START Material for the task
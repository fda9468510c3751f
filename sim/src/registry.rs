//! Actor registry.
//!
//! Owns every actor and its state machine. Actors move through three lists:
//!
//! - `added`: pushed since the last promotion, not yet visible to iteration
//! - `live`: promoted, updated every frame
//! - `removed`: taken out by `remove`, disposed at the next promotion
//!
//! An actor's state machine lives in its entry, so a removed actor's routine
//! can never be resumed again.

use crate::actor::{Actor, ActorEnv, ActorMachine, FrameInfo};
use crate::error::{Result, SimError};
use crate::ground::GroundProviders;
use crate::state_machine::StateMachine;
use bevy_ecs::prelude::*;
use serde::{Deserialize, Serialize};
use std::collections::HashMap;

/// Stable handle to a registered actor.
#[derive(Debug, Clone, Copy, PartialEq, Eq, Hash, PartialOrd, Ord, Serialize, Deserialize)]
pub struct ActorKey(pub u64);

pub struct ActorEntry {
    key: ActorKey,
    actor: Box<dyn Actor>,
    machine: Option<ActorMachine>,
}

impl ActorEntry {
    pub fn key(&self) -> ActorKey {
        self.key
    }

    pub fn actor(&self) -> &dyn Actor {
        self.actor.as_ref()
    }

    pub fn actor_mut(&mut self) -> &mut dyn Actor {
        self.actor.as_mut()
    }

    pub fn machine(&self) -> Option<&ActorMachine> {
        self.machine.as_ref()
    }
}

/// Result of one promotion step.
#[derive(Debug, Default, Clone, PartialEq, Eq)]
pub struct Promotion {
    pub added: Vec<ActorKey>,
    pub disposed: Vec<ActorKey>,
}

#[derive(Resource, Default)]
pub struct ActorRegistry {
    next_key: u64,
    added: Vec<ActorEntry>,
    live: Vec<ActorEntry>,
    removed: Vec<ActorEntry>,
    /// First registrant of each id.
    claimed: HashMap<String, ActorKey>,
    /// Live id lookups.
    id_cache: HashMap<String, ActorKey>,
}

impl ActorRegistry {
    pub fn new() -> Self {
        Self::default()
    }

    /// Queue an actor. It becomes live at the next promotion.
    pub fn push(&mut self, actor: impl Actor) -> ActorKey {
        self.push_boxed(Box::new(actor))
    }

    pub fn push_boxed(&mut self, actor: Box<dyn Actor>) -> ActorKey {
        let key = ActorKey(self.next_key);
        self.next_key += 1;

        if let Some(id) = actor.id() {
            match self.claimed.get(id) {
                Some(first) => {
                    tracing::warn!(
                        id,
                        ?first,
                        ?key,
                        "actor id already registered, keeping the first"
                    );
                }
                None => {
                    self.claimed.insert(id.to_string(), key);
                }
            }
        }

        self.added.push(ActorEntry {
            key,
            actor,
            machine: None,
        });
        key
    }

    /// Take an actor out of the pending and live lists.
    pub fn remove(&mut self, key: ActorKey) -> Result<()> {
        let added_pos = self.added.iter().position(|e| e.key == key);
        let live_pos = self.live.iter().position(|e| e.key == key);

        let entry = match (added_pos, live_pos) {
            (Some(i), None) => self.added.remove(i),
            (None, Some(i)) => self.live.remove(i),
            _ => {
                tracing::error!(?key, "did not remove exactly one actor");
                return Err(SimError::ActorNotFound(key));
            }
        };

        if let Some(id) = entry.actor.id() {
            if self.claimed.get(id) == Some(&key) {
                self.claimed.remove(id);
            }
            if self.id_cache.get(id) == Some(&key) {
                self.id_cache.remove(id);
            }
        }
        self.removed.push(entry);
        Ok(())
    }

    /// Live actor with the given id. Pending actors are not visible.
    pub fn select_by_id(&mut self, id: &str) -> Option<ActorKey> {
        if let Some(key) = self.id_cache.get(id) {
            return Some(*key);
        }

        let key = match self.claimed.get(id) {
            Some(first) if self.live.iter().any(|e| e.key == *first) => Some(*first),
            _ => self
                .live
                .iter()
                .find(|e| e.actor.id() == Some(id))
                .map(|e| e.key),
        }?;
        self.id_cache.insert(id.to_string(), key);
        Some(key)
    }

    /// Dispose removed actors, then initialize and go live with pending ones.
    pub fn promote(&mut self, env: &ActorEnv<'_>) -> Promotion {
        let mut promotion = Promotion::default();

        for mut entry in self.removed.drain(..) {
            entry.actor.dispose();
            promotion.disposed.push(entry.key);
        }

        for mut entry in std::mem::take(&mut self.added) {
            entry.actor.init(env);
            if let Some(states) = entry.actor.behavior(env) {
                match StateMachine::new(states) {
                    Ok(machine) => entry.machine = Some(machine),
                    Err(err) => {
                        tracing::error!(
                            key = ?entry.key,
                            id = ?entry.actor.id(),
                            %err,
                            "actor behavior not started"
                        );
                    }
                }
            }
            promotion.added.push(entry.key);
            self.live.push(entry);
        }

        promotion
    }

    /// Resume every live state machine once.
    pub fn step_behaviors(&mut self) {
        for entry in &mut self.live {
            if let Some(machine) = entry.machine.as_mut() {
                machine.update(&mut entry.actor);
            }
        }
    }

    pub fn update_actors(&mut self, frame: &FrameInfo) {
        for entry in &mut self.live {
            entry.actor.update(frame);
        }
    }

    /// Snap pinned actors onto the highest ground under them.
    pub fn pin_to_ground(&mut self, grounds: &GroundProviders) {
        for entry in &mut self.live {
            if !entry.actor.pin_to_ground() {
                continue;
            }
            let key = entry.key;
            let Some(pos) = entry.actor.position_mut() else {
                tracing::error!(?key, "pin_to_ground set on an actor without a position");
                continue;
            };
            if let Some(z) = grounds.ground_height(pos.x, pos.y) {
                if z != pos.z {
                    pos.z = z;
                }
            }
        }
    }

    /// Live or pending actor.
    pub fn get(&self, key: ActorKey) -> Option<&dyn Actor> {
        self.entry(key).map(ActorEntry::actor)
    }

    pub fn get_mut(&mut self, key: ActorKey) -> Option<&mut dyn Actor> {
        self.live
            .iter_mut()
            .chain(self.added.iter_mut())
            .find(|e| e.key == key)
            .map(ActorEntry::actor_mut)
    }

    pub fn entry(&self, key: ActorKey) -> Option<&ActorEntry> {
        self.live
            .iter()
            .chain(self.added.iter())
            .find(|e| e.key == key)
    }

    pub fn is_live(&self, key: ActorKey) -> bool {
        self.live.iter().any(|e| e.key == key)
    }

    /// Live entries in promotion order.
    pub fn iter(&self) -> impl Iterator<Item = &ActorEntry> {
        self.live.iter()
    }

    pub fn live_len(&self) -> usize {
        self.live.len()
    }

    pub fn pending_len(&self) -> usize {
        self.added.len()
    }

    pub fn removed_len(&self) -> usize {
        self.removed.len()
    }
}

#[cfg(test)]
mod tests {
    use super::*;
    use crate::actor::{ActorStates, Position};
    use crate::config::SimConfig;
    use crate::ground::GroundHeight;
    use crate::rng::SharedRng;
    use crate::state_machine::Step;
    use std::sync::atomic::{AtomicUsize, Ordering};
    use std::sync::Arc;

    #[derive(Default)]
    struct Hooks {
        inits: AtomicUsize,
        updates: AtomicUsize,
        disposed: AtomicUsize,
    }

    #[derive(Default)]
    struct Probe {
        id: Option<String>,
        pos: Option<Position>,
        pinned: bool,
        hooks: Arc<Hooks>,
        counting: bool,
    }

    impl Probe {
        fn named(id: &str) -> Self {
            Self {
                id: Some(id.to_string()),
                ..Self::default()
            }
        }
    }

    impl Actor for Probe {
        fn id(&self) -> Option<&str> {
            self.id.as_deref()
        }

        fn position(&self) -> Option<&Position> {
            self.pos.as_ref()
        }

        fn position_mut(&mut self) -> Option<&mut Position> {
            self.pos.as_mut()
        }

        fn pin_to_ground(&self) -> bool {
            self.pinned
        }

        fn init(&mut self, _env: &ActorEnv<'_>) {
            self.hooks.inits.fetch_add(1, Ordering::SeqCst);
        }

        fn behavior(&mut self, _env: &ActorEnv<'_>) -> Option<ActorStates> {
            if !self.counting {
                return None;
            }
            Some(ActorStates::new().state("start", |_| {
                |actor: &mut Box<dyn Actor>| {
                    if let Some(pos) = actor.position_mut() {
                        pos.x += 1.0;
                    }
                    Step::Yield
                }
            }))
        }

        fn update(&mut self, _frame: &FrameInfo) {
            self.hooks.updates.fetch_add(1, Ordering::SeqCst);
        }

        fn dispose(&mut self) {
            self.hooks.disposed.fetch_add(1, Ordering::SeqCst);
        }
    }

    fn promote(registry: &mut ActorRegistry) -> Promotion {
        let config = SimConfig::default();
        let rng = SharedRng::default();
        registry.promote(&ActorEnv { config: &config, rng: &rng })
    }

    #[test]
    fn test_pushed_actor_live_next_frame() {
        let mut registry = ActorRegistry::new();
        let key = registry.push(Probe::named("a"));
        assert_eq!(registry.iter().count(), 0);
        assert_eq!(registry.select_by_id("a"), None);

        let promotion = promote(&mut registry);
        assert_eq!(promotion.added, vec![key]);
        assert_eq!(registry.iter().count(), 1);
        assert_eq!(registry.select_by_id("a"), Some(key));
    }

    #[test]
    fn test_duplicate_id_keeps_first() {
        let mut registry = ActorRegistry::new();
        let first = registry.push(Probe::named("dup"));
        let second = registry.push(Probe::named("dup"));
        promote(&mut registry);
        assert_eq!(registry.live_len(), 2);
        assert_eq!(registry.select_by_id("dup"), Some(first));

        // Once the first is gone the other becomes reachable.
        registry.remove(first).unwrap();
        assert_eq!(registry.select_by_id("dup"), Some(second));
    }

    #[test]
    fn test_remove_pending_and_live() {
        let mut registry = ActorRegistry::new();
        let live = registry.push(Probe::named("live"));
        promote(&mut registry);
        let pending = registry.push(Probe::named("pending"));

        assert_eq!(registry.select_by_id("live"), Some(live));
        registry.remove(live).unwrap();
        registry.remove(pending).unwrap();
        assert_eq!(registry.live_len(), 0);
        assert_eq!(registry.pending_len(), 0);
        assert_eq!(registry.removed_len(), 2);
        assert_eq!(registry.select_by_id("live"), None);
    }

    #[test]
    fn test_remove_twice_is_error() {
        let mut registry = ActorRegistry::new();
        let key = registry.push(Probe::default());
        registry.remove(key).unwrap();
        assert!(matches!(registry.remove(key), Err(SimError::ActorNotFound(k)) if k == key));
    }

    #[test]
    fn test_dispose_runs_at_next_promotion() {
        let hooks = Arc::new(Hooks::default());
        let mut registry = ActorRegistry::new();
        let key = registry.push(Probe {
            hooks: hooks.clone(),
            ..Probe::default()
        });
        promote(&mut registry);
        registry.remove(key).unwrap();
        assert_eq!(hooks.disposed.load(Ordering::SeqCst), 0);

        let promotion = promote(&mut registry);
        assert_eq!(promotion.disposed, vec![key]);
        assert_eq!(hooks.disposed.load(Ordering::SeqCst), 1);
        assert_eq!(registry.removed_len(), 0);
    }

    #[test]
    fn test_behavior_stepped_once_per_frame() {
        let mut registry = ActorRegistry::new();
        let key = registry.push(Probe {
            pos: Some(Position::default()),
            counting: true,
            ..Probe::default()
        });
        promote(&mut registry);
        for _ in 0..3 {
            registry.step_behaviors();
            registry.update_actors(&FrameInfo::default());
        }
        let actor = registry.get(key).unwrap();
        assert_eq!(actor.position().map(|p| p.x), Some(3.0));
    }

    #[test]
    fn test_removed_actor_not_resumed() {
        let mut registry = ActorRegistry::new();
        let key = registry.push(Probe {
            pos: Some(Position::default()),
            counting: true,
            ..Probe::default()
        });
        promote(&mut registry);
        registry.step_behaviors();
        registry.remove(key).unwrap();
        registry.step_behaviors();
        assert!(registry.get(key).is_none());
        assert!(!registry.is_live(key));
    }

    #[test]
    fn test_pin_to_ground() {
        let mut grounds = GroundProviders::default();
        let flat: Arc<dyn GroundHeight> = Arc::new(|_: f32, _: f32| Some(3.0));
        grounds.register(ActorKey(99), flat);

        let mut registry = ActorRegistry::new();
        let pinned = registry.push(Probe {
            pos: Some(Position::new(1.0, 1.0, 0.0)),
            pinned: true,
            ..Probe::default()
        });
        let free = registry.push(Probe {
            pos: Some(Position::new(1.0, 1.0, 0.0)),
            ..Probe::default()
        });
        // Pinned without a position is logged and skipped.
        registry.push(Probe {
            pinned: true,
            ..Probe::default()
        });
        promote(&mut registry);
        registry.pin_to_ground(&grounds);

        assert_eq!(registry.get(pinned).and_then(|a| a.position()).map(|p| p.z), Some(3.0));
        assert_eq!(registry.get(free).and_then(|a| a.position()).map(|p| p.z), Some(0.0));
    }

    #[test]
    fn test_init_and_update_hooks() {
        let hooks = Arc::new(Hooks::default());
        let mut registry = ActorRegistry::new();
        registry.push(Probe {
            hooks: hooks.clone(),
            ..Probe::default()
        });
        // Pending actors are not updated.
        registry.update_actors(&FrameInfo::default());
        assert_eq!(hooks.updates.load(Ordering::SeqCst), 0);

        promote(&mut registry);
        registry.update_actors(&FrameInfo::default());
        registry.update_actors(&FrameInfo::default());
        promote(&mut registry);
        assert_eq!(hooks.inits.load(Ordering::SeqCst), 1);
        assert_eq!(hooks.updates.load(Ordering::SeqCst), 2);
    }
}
END Material for the task
Up to and including the line with "be resumed again.", output every line of the records above exactly, starting from the first; output nothing else.

repository fda9468510c3751f
filename sim/src/registry.rs
//! Actor registry.
//!
//! Owns every actor and its state machine. Actors move through three lists:
//!
//! - `added`: pushed since the last promotion, not yet visible to iteration
//! - `live`: promoted, updated every frame
//! - `removed`: taken out by `remove`, disposed at the next promotion
//!
//! An actor's state machine lives in its entry, so a removed actor's routine
//! can never be resumed again.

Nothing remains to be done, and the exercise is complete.